Instructions for the task: Starting at the first line of the records below, transcribe each line exactly, ending with the line that contains "let Some(body) = contract_endpoint.request_body.as_ref()".

BEGIN

//! Request body conformance checks

use tokio_util::sync::CancellationToken;

use crate::domain::entities::{ContractEndpoint, Finding, ImplementedEndpoint};
use crate::domain::errors::{ContractError, ensure_active};
use crate::domain::value_objects::FindingSeverity;
use crate::infrastructure::matcher::json_pointer_for_operation;

pub fn validate_request_body(
    endpoint: &ImplementedEndpoint,
    contract_endpoint: &ContractEndpoint,
    cancel: &CancellationToken,
) -> Result<Vec<Finding>, ContractError> {
    ensure_active(cancel)?;

    let mut findings = Vec::new();
    let Some(body) = contract_endpoint.request_body.as_ref() else {
        return Ok(findings);
    };

    let location = endpoint.source_file.display().to_string();
    let body_pointer = format!(
        "{}/requestBody",
        json_pointer_for_operation(&contract_endpoint.path, &contract_endpoint.method)
    );
    let has_body = endpoint.has_body_parameter();

    if body.required && !has_body {
        findings.push(
            Finding::mismatch(
                FindingSeverity::High,
                &location,
                format!("Required request body missing in endpoint {}", endpoint.label()),
                body_pointer.clone(),
            )
            .with_fix(format!(
                "Add request body handling to endpoint {}",
                endpoint.label()
            )),
        );
    }

    if body.content_types.is_empty() {
        return Ok(findings);
    }

    let expected = body.media_types();
    let evidenced = if has_body {
        endpoint.content_types.is_empty()
            || endpoint
                .content_types
                .iter()
                .any(|declared| expected.iter().any(|ct| same_media_type(ct, declared)))
    } else {
        !body.required
    };

    if !evidenced {
        let mut finding = Finding::mismatch(
            FindingSeverity::High,
            &location,
            format!(
                "Request body content types defined in contract but not handled in endpoint {}",
                endpoint.label()
            ),
            format!("{body_pointer}/content"),
        )
        .with_fix(format!(
            "Add request body handling with content types: {}",
            expected.join(", ")
        ))
        .with_detail("expected_content_types", expected.join(", "));

        if !endpoint.content_types.is_empty() {
            finding = finding.with_detail("declared_content_types", endpoint.content_types.join(", "));
        }
        findings.push(finding);
    }

    Ok(findings)
}

/// Compare media types ignoring case and parameters such as `charset`
fn same_media_type(a: &str, b: &str) -> bool {
    let essence = |s: &str| s.split(';').next().unwrap_or_default().trim().to_ascii_lowercase();
    essence(a) == essence(b)
}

END

Solution below:
//! Request body conformance checks

use tokio_util::sync::CancellationToken;

use crate::domain::entities::{ContractEndpoint, Finding, ImplementedEndpoint};
use crate::domain::errors::{ContractError, ensure_active};
use crate::domain::value_objects::FindingSeverity;
use crate::infrastructure::matcher::json_pointer_for_operation;

pub fn validate_request_body(
    endpoint: &ImplementedEndpoint,
    contract_endpoint: &ContractEndpoint,
    cancel: &CancellationToken,
) -> Result<Vec<Finding>, ContractError> {
    ensure_active(cancel)?;

    let mut findings = Vec::new();
    let Some(body) = contract_endpoint.request_body.as_ref() else {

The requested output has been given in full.